The Sweet Grass Lives On


Then in 1917 Crescencio Martinez of San Ildefonso Pueblo in New Mexico came to the attention of an archaeological field unit from the Museum of New Mexico, which learned that he liked to make paintings of the dances of his pueblo. Less than two years later this pioneer of modern Indian art died of influenza, but other young Indians took up his work and gradually evolved a distinctive idiom of Puebloan art produced by self-taught artists. The most celebrated of these were Fred Kabotie, Otis Polelonema, Awa Tsireh, and Velino Herrera.

In the Santa Fe of the 1920’s, where an art community was coming to life among white settlers, people became interested in Indian art. But the repression of the native painters did not change much until 1933, when John Collier became Commissioner of Indian Affairs. The next year the Indian Reorganization Act finally lifted the ban on teaching Indians anything about their heritage or their arts. This was a help to Dorothy Dunn, a white art historian from Chicago who recently had founded a studio at the Santa Fe Indian School—one dedicated to encouraging rather than obliterating the particular artistic expression of Indian peoples. The Studio eventually became a major center of art education for Indians.

Meanwhile, the revival of Plains Indian art began about 1928, when Mrs. Susie Peters, a fieldworker on the Kiowa reservation near Anadarko, Oklahoma, became enthusiastic about the drawings of a group of talented boys. Their work was called to the attention of Oscar Jacobson of the School of Art at the University of Oklahoma, where the boys were eventually accepted as special students and became the first Indian painters officially to receive some kind of formal training. They were known variously as the Kiowa Five or the Five Kiowa Boys—though, in fact, there were more than five of them, and at one period a girl named Lois Smoky was included in their circle.

At about the same time, the Studio at the Santa Fe Indian School had opened classes for promising artists from tribes throughout the United States. From 1932 to 1937, under the direction of Dorothy Dunn, the Studio helped bring into focus a style of Indian painting that together with the works of the Kiowa Five and the drawings of the imprisoned Plains Indians epitomize what is called Traditional Indian painting.

After World War 11 Traditional Indian painting became increasingly homogenized, and most of the regional and tribal elements disappeared. A number of self-taught artists began to rise to prominence, and others who had briefly attended non-Indian schools also began to paint: Jerome Tiger, Blackbear Bosin, Ranee Hood, Rafael Medina, and Raymond Naha. Their works were largely influenced by the Traditional idiom except for a new emphasis upon motion and painted backgrounds, which probably arose from the impact of a painter named Quincy Tahoma who had studied at the Studio.

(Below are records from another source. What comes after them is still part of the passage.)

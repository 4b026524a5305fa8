//! IntelliClaim Decision Engine
//!
//! Answers a claim question against the ingested policy.
//!
//! # Architecture
//!
//! ```text
//! query + policy text → Synthesizer → LLM → Parser → mentions
//!                                                      ↓
//!                          Decision ← Builder ← Matcher (clause snapshot)
//! ```
//!
//! The LLM provider is injected at construction. The clause snapshot is
//! read-only and shared between concurrent questions.
//!
//! # Example Usage
//!
//! ```no_run
//! use intelliclaim_engine::{DecisionEngine, DecisionPayload, EngineConfig, PolicyContext};
//! use intelliclaim_llm::MockProvider;
//! use intelliclaim_store::SqliteStore;
//!
//! # async fn example() -> Result<(), Box<dyn std::error::Error>> {
//! let store = SqliteStore::new("intelliclaim.db")?;
//! let context = PolicyContext::load(&store)?;
//!
//! let engine = DecisionEngine::new(MockProvider::new("**Claim:** APPROVED"), EngineConfig::default())?;
//! let decision = engine.decide("46M, knee surgery in Pune, 3-month policy", &context).await?;
//!
//! println!("{}", serde_json::to_string_pretty(&DecisionPayload::from(&decision))?);
//! # Ok(())
//! # }
//! ```

#![warn(missing_docs)]

mod builder;
mod config;
mod engine;
mod error;
mod matcher;
mod parser;
mod prompt;
mod synthesizer;

pub use builder::{
    build_decision, format_timestamp, ClausePayload, DecisionPayload, ExtractedInfoPayload,
    VerdictPayload,
};
pub use config::EngineConfig;
pub use engine::{BatchItem, BatchResult, BatchSummary, DecisionEngine, PolicyContext};
pub use error::{EngineError, SynthesisError};
pub use matcher::{ClauseMatcher, ClauseSnapshot, UNKNOWN_DOCUMENT};
pub use parser::{compose_justification, parse_response, ParsedResponse, DEFAULT_REASON};
pub use prompt::{abridge, Field, PromptBuilder};
pub use synthesizer::Synthesizer;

In 1962, after a series of educational experiments utilizing contemporary art trends in the instruction of Indians, the Indian Arts and Crafts Board of the Department of the Interior and the Bureau of Indian Affairs created the Institute of American Indian Arts in the same buildings that had once housed the Studio. The intentions of the institute were quite different from Dorothy Dunn’s purposes of reviving ancient native imagery and style. The new art center examined Traditional Indian painting in the light of twentieth-century art modes. The result has been the emergence of a new school of painting called Contemporary Indian painting, which reflects the sophistication and worldliness of a new generation of Indians whose education is essentially the same as that of whites.

Studio alumnus Oscar Howe had already made major strides in the incorporation of cubistic ideas in his otherwise Traditional paintings. R. C. Gorman had studied in Mexico and brought considerable influence from the Mexican muralists. But unquestionably it is Fritz Scholder and, to a somewhat lesser degree, T. C. Cannon who have been in the forefront of Contemporary Indian painting. Scholder has established an impressive reputation in the major art markets, where Indian painters have not previously had any appreciable success. The fervent nationalism of Traditional painters has gradually given way to an ironic political viewpoint among Contemporary artists, replacing the old romantic image of Indians with a new and outspoken social consciousness.

Now wherever Indian painters concern themselves with Indians, a unique point of view and elements of a highly individual style emerge from the combination of a tribal sense of heritage and a twentieth-century grasp of technique. It is an ancient story that continually renews itself. By 1875 the last hope of survival for Indians was shaken. In those days the desperation was countered by the spread of a frantic ceremonial philosophy called the Ghost Dance, which sprang from the vision of a prophet who promised that the dead would live again. The faith in this revivalist religion was epidemic, and it ended in tragedy. A band of Ghost Dancers in their painted shirts, which they believed could magically protect them from bullets, were among the victims of the slaughter at Wounded Knee in 1890.